México enfrenta una crisis estructural de seguridad y justicia que parece interminable. Según el Índice Global de Estado de Derecho 2024, nuestro país ocupa el lugar 118 de 142 naciones, con una puntuación de apenas 0.41 en una escala donde 1 representa la máxima adhesión al Estado de Derecho. La justicia penal, pieza clave para la estabilidad social, ha caído de 0.32 en 2015 a 0.25 en 2024. Este colapso refleja un sistema disfuncional, incapaz de combatir el crimen organizado y la corrupción, y pone en duda la capacidad del Estado (en los tres órdenes) para mantener el control. ¿Cómo se puede progresar y vivir en paz si el “avispero” está fuera de control?

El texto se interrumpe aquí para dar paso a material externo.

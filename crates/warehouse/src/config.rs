//! Environment-driven configuration for the warehouse driver.

use chrono::{Local, NaiveDate};

pub const REPORT_FORMAT_VAR: &str = "STOCKROOM_REPORT_FORMAT";
pub const TODAY_VAR: &str = "STOCKROOM_TODAY";

/// How inventory listings are written.
#[derive(Debug, Copy, Clone, PartialEq, Eq, Default)]
pub enum ReportFormat {
    /// One `Display` line per item.
    #[default]
    Text,
    /// Pretty-printed JSON array per listing.
    Json,
}

impl ReportFormat {
    pub fn parse(value: &str) -> Option<Self> {
        match value.trim().to_ascii_lowercase().as_str() {
            "text" => Some(ReportFormat::Text),
            "json" => Some(ReportFormat::Json),
            _ => None,
        }
    }
}

#[derive(Debug, Clone, PartialEq, Eq)]
pub struct WarehouseConfig {
    pub report_format: ReportFormat,
    /// Reference date for seeded expiry dates.
    pub today: NaiveDate,
}

impl WarehouseConfig {
    /// Read configuration from the environment, warning on (and ignoring) bad values.
    pub fn from_env() -> Self {
        Self::from_values(
            std::env::var(REPORT_FORMAT_VAR).ok().as_deref(),
            std::env::var(TODAY_VAR).ok().as_deref(),
            Local::now().date_naive(),
        )
    }

    fn from_values(report_format: Option<&str>, today: Option<&str>, fallback_today: NaiveDate) -> Self {
        let report_format = match report_format {
            None => ReportFormat::default(),
            Some(raw) => ReportFormat::parse(raw).unwrap_or_else(|| {
                tracing::warn!(value = raw, "{REPORT_FORMAT_VAR} not recognised; using text");
                ReportFormat::default()
            }),
        };

        let today = match today {
            None => fallback_today,
            Some(raw) => NaiveDate::parse_from_str(raw.trim(), "%Y-%m-%d").unwrap_or_else(|e| {
                tracing::warn!(value = raw, error = %e, "{TODAY_VAR} is not a YYYY-MM-DD date; using local date");
                fallback_today
            }),
        };

        Self { report_format, today }
    }
}

#[cfg(test)]
mod tests {
    use super::*;

    fn fallback() -> NaiveDate {
        NaiveDate::from_ymd_opt(2026, 10, 19).unwrap()
    }

    #[test]
    fn defaults_when_unset() {
        let config = WarehouseConfig::from_values(None, None, fallback());
        assert_eq!(config.report_format, ReportFormat::Text);
        assert_eq!(config.today, fallback());
    }

    #[test]
    fn reads_explicit_values() {
        let config = WarehouseConfig::from_values(Some("JSON"), Some("2025-01-31"), fallback());
        assert_eq!(config.report_format, ReportFormat::Json);
        assert_eq!(config.today, NaiveDate::from_ymd_opt(2025, 1, 31).unwrap());
    }

    #[test]
    fn invalid_values_fall_back() {
        let config = WarehouseConfig::from_values(Some("yaml"), Some("31/01/2025"), fallback());
        assert_eq!(config.report_format, ReportFormat::Text);
        assert_eq!(config.today, fallback());
    }
}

La experiencia de Ecuador bajo Rafael Correa (2007-2013) ofrece un espejo para entender los riesgos de abordar la seguridad solo desde la coerción. En ese periodo, aunque hubo intentos de modernizar la policía, las reformas quedaron atrapadas en lógicas corporativas y militares. Pese a un presupuesto policial que se duplicó en siete años, la tasa de homicidios alcanzó los 19 por cada 100,000 habitantes en 2008, y los delitos contra la propiedad aumentaron significativamente. La percepción de inseguridad no mejoró, y las reformas terminaron reproduciendo prácticas autoritarias. Este caso demuestra que invertir sin transformar las instituciones solo prolonga el problema.
En México, seguimos una estrategia similar, priorizando la militarización de la seguridad en lugar de construir capacidades civiles. La Guardia Nacional, creada con la promesa de ser una fuerza de seguridad moderna y civil, ha sido absorbida por las Fuerzas Armadas, reforzando la idea de que el Estado no puede garantizar seguridad sin recurrir a los militares, lo cual, por el desmantelamiento de la policía federal, incluyendo la de caminos, así como por la descomposición de las policías y fiscalías locales, pareciera ser cierto y el único recurso en este momento. Según datos del INEGI, la tasa de homicidios en 2022 fue de 25.2 por cada 100,000 habitantes, casi cinco veces el promedio mundial. Además, el 93.3 % de los delitos no se denuncian o no resultan en una investigación efectiva, reflejando la profunda desconfianza ciudadana en las instituciones.
Sin embargo, hay razones para la esperanza. El nuevo gobierno encabezado por Claudia Sheinbaum tiene la oportunidad de romper este ciclo. Con Omar García Harfuch como líder de la estrategia de seguridad, se abre la puerta a un enfoque más integral. García Harfuch, un policía civil de carrera, simboliza la posibilidad de construir una policía más profesional, orientada al servicio comunitario y alejada de las prácticas autoritarias del pasado.
No obstante, el cambio no puede venir solo desde las instituciones. La sociedad civil debe desempeñar un papel crucial para garantizar que las reformas sean efectivas y duraderas. La vigilancia ciudadana es esencial para prevenir la corrupción y la impunidad, asegurando que los recursos destinados a la seguridad se utilicen de manera transparente. Experiencias internacionales muestran que los sistemas de justicia más efectivos son aquellos que integran a la ciudadanía en la toma de decisiones y supervisión.
El reto es monumental, pero no imposible. Si el gobierno de Sheinbaum apuesta por un modelo de seguridad que combine profesionalización, transparencia y participación ciudadana, México podría dar un giro histórico. No basta con ser más los buenos; necesitamos un sistema que transforme esa bondad en instituciones justas y eficaces. El avispero no estará fuera de control, siempre que enfrentemos el problema con unidad y compromiso. La oportunidad está frente a nosotros, y el momento para actuar es ahora.
“El poder y la violencia son opuestos; donde uno domina absolutamente, el otro está ausente”: Hannah Arendt.